Work required
Look through the data below. Show each line where the string "resolution" occurs.

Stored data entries
◇ ◇ ◇ ◇ ◇
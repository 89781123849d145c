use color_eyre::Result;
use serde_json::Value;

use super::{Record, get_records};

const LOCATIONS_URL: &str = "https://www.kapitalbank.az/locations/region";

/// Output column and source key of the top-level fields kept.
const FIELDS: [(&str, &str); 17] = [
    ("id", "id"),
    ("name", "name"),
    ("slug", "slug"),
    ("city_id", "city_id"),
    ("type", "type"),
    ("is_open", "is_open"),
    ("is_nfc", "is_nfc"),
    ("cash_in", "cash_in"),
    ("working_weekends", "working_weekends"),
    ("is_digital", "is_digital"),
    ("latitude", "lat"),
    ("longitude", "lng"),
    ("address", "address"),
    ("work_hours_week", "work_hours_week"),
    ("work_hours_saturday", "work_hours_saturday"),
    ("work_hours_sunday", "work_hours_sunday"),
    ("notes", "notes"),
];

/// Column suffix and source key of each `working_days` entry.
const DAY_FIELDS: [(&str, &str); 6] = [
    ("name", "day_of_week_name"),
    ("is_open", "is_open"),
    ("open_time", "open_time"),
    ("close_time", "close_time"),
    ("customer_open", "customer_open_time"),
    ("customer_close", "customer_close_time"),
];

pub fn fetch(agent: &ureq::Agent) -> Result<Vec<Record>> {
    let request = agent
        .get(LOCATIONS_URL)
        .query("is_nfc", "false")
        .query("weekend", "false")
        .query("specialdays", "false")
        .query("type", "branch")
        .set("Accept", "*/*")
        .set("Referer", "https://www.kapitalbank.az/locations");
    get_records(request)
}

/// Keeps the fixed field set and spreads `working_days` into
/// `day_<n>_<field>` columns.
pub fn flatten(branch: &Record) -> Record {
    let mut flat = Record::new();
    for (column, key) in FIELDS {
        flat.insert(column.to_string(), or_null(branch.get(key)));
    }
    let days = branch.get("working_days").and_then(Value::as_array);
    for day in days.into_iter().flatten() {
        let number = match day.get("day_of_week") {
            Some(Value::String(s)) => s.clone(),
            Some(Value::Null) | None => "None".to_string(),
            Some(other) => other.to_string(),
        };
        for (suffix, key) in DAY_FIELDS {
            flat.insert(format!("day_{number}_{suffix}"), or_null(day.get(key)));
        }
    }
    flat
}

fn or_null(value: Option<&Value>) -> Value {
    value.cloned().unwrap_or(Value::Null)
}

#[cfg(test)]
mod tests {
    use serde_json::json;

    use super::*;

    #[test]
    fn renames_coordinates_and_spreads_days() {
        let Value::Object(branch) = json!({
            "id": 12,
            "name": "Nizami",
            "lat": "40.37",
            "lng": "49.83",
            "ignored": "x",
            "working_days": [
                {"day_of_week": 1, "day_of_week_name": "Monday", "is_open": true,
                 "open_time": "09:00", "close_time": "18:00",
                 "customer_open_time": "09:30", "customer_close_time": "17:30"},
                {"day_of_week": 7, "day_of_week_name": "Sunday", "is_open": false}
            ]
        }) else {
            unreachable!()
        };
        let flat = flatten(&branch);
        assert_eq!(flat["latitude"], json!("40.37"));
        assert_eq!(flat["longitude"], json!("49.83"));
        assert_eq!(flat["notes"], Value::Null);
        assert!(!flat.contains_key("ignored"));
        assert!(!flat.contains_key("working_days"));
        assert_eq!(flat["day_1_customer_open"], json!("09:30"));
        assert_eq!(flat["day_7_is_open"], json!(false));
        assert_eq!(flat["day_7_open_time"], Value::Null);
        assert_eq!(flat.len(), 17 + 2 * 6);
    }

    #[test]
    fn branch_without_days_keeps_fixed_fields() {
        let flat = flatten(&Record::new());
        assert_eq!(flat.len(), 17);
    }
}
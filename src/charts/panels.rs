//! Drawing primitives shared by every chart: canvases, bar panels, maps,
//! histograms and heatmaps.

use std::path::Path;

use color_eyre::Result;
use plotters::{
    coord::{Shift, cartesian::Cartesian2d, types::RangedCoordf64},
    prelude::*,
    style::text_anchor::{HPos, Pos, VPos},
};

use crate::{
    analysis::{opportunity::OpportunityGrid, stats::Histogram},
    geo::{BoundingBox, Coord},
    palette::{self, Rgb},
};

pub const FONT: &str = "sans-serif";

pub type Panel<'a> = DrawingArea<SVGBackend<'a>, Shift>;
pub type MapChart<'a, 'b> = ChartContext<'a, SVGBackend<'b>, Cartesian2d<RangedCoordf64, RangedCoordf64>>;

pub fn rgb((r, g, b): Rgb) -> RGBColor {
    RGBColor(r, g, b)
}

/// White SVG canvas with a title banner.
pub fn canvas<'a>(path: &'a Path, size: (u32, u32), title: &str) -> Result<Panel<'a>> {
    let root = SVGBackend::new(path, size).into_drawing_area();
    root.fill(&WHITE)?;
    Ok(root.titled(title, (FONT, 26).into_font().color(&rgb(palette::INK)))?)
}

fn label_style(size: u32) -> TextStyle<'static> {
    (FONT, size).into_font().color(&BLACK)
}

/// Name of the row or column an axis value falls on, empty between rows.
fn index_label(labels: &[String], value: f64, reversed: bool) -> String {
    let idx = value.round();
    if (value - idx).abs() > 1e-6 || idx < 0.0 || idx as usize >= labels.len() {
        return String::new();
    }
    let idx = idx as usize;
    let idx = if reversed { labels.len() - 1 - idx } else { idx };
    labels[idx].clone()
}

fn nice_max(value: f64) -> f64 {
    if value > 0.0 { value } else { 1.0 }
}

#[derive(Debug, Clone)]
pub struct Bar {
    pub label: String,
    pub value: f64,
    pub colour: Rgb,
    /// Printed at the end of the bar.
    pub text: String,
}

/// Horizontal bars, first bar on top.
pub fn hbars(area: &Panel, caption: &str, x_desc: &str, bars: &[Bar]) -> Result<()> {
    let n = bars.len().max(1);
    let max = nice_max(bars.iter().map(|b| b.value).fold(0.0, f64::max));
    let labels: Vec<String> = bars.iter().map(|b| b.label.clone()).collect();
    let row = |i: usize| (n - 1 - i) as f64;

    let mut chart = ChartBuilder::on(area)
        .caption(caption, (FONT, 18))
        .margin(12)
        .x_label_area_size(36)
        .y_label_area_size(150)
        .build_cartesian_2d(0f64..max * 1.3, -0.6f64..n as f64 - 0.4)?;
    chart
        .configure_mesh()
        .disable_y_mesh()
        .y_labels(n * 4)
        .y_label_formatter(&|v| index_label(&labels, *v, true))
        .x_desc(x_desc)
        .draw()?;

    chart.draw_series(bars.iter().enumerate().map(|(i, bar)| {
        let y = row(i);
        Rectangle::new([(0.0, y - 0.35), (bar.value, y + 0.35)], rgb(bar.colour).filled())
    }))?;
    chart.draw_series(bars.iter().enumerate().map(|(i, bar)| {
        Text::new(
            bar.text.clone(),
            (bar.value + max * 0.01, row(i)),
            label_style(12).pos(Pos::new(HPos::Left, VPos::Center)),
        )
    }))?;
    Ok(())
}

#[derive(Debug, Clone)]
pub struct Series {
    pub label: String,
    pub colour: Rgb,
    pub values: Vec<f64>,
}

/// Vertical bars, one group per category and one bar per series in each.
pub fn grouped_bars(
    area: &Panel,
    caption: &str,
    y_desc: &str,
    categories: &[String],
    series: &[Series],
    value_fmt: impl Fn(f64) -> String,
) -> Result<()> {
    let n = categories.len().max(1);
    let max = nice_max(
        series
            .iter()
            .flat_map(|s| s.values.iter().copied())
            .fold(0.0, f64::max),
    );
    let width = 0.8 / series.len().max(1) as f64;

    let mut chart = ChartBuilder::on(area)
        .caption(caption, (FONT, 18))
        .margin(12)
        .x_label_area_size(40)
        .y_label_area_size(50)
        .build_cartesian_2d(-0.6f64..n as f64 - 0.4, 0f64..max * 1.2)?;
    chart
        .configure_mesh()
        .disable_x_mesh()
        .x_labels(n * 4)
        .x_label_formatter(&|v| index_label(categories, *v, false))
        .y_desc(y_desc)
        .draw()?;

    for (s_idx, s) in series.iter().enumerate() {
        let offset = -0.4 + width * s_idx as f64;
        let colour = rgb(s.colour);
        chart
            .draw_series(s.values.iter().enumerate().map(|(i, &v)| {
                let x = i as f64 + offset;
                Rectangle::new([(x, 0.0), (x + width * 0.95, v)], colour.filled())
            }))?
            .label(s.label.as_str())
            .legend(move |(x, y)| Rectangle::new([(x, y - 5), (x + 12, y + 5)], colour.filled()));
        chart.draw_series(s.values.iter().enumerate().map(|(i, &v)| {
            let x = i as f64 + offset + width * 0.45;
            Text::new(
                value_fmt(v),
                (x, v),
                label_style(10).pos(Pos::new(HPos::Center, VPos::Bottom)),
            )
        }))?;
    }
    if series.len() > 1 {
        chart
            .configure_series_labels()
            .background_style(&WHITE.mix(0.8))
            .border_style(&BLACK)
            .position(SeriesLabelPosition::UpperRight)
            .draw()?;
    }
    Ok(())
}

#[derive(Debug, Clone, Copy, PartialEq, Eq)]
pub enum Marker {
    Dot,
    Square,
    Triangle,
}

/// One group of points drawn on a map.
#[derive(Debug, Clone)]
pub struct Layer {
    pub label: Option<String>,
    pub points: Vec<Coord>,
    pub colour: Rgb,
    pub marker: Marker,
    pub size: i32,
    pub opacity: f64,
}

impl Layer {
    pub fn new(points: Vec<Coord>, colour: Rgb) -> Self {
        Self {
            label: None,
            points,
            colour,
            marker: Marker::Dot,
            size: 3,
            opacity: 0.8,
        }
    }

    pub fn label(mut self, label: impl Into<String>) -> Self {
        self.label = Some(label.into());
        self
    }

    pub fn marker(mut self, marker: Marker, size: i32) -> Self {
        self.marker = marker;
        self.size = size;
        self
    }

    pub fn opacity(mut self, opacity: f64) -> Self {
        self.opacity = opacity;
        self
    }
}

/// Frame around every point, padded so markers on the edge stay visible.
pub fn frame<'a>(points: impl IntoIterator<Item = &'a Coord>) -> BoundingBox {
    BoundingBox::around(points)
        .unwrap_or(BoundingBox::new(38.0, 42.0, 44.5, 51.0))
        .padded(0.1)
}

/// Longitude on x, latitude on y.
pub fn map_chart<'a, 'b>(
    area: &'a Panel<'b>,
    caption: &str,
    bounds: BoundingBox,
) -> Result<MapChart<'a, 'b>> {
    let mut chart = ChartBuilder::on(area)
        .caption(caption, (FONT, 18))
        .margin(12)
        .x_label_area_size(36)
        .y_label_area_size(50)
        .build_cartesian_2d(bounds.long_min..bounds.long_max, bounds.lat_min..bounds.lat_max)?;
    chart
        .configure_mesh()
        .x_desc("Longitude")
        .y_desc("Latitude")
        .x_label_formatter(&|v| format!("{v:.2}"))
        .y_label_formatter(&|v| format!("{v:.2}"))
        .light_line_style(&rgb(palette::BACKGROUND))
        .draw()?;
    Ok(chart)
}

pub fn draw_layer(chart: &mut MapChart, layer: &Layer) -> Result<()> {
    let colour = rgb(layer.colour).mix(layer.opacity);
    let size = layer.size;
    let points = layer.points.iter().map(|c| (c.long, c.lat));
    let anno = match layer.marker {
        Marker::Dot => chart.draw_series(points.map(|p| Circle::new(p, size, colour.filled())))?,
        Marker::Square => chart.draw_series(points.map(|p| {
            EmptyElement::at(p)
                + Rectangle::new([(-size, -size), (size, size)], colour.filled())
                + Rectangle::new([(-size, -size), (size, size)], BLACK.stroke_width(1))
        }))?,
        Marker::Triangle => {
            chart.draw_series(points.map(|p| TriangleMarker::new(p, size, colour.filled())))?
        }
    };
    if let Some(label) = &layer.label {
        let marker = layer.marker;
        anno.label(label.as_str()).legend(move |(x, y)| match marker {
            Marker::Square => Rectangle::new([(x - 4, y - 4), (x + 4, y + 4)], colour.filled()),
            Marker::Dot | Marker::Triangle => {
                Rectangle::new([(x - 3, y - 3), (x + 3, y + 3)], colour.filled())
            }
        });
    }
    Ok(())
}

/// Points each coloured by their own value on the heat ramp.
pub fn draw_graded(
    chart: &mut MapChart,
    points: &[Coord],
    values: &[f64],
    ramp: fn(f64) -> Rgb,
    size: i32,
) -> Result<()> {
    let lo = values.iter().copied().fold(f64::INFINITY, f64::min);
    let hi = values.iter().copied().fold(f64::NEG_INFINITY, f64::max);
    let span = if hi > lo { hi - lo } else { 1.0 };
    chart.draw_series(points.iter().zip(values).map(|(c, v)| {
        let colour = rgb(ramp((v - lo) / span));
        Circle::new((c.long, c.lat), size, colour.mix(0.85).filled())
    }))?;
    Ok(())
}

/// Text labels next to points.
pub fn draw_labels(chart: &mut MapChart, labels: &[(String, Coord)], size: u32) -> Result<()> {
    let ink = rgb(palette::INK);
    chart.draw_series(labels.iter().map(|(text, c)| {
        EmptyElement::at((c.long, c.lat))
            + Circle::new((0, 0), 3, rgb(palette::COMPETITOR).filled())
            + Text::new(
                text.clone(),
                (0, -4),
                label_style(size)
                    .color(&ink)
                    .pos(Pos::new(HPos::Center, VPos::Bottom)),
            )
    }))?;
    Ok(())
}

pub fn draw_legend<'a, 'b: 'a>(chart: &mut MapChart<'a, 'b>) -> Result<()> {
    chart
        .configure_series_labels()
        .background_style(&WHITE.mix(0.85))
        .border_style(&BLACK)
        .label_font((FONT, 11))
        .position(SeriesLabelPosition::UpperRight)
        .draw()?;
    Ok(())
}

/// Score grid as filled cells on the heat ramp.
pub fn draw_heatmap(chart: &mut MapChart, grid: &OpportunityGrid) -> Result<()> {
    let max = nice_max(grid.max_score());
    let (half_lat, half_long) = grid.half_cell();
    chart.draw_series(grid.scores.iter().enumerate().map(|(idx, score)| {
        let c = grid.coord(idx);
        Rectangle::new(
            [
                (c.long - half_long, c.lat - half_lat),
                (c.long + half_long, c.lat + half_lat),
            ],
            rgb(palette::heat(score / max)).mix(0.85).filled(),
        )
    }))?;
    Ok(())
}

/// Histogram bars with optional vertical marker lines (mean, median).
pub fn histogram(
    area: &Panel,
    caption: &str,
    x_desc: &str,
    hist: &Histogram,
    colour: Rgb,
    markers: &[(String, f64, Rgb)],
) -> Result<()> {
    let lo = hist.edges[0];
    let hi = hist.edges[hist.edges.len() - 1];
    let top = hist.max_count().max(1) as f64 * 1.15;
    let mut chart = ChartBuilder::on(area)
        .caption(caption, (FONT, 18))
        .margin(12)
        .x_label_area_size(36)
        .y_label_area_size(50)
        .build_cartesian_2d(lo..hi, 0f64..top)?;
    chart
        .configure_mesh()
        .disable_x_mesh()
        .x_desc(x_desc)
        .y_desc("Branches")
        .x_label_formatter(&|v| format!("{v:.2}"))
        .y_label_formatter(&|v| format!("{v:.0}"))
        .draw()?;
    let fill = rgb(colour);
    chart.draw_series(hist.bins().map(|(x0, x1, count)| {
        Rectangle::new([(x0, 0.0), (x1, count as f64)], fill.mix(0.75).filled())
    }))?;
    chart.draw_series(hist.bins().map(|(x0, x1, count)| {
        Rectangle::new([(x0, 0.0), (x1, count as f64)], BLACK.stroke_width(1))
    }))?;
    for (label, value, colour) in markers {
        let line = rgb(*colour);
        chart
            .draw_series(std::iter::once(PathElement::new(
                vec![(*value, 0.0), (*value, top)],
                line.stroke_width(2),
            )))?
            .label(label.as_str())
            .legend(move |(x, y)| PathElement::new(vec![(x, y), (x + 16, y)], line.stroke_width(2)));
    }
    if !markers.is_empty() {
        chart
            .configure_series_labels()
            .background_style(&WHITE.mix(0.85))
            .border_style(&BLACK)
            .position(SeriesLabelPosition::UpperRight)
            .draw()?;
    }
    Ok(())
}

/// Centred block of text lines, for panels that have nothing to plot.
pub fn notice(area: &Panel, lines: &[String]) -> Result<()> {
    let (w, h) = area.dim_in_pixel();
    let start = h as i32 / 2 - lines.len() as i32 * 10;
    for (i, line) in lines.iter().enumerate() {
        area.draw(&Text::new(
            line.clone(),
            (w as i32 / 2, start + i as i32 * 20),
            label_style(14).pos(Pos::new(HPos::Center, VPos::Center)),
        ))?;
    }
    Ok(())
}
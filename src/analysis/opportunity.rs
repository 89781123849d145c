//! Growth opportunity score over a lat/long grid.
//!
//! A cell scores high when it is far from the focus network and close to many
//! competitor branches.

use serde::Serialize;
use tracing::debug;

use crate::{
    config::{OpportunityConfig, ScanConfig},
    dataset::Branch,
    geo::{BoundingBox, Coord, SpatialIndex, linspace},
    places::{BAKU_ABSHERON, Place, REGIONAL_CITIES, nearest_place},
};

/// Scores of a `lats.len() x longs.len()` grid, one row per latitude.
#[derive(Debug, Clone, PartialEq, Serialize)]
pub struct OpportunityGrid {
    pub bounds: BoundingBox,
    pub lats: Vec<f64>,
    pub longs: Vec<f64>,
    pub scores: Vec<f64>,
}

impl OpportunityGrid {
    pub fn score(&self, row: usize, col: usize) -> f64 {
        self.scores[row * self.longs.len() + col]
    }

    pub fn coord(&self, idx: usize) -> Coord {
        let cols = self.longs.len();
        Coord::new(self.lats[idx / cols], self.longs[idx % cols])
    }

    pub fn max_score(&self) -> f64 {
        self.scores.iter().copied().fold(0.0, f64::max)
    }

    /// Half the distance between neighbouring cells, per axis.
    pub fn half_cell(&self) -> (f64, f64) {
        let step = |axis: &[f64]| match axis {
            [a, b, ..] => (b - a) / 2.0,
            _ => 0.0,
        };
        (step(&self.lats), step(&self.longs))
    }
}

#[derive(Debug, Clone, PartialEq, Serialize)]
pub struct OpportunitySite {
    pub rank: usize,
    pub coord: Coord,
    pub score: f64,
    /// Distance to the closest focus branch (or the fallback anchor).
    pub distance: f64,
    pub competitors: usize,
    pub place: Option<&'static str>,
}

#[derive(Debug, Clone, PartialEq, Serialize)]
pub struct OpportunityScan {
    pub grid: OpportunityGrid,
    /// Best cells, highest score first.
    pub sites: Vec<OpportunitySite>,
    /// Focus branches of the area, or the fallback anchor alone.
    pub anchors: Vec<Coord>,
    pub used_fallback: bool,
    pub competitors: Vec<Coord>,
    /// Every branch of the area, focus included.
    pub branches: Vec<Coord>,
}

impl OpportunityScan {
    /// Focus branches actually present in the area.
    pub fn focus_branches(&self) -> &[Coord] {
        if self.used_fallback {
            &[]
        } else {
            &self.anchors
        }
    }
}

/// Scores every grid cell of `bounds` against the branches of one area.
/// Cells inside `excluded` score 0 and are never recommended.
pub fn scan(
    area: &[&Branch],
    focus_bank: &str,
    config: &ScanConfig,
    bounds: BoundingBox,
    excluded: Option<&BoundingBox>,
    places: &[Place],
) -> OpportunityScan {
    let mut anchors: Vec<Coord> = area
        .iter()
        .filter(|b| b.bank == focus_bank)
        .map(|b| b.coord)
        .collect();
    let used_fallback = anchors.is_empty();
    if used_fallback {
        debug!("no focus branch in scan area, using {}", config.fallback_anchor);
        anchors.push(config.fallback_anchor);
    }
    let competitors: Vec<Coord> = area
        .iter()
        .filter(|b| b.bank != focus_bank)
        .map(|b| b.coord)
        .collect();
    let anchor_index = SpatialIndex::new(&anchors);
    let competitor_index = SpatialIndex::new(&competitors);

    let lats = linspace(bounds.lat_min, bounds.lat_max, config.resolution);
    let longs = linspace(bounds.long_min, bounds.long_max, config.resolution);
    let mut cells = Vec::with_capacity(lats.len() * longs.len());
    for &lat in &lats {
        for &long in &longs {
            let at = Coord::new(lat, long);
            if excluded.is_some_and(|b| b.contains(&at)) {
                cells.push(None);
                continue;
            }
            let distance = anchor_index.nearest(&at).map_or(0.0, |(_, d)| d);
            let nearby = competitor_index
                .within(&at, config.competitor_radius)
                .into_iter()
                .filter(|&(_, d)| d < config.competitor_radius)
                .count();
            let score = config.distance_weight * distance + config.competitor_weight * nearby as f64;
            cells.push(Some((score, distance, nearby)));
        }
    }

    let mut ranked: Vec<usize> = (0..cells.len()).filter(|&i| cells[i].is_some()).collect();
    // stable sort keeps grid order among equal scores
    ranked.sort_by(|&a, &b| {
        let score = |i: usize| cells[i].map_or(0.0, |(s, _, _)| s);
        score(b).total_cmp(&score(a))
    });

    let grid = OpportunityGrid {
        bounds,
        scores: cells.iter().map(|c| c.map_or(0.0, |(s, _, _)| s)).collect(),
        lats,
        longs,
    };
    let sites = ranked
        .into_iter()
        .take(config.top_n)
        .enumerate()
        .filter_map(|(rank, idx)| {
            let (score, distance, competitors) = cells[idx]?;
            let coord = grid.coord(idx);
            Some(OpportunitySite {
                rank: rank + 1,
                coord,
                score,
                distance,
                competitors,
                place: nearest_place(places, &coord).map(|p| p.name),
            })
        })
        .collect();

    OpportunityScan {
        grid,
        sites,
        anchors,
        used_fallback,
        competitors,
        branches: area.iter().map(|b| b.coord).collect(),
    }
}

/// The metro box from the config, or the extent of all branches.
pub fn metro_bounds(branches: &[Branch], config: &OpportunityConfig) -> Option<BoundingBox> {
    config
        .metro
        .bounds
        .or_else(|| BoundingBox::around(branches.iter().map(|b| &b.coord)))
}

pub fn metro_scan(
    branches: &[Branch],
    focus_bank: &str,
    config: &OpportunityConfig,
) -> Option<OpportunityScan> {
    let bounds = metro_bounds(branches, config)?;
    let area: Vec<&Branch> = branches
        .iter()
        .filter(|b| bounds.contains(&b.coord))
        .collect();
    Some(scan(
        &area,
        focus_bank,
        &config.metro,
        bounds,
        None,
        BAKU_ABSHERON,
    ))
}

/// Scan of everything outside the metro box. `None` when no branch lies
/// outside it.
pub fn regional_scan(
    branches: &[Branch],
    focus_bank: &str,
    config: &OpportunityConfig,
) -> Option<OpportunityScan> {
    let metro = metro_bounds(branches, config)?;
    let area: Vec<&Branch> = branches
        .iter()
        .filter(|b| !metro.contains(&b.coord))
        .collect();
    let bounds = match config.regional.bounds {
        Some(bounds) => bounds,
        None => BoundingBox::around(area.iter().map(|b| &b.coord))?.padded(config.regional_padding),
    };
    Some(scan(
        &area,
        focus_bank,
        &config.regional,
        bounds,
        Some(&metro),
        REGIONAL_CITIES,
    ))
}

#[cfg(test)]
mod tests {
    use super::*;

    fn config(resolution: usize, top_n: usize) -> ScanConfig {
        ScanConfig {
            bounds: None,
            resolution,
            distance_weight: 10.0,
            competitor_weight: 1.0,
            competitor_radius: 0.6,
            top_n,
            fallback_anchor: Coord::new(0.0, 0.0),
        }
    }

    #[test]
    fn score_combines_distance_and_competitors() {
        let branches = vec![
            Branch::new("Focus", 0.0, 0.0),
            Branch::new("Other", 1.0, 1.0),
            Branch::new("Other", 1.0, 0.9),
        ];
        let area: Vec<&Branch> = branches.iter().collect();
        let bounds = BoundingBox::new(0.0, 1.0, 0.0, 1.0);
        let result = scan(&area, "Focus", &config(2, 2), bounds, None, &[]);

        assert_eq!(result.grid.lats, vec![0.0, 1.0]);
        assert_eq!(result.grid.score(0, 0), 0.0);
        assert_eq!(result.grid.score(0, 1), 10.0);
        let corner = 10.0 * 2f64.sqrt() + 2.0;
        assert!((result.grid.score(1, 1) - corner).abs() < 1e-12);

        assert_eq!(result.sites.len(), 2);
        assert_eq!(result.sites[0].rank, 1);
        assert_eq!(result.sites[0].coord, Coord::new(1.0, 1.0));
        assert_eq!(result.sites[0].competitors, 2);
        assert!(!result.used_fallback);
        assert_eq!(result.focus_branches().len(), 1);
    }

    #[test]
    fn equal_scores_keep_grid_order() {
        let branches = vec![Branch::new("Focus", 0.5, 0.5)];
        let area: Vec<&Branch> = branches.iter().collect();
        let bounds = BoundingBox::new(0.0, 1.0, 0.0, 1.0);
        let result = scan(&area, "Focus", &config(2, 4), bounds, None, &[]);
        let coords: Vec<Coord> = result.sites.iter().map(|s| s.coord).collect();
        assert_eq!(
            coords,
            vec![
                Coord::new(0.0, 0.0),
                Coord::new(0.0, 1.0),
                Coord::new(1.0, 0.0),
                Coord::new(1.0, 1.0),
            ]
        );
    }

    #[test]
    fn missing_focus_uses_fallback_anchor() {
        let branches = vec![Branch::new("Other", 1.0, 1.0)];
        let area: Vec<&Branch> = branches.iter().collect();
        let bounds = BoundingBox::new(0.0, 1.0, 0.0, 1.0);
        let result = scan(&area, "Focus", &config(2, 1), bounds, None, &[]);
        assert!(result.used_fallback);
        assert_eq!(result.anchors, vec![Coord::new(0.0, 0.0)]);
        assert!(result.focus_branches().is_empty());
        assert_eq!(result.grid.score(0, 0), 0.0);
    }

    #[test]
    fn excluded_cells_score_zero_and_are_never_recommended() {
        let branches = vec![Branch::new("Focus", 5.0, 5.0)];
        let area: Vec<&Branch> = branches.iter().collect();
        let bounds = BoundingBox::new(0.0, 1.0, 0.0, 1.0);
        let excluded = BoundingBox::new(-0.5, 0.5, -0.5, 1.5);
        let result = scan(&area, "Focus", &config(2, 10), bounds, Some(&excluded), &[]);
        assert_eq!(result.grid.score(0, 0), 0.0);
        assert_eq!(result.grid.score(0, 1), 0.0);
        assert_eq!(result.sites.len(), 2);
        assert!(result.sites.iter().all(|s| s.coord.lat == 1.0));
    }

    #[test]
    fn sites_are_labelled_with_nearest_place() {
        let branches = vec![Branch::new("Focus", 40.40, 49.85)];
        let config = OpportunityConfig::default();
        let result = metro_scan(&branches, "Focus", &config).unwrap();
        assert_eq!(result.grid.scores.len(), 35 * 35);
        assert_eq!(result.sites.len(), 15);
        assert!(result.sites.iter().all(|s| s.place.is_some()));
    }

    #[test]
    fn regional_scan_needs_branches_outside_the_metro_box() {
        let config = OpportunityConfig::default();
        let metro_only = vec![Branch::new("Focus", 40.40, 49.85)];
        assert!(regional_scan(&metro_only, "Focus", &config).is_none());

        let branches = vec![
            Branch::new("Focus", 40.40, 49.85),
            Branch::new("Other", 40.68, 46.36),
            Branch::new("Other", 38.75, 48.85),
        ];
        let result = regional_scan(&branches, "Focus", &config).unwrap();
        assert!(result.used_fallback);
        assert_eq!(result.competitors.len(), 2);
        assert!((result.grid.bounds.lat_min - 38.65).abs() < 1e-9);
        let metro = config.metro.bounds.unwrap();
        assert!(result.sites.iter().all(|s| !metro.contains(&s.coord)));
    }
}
◇ ◇ ◇ ◇ ◇
Output of the exercise
    let lats = linspace(bounds.lat_min, bounds.lat_max, config.resolution);
    let longs = linspace(bounds.long_min, bounds.long_max, config.resolution);
    fn config(resolution: usize, top_n: usize) -> ScanConfig {
            resolution,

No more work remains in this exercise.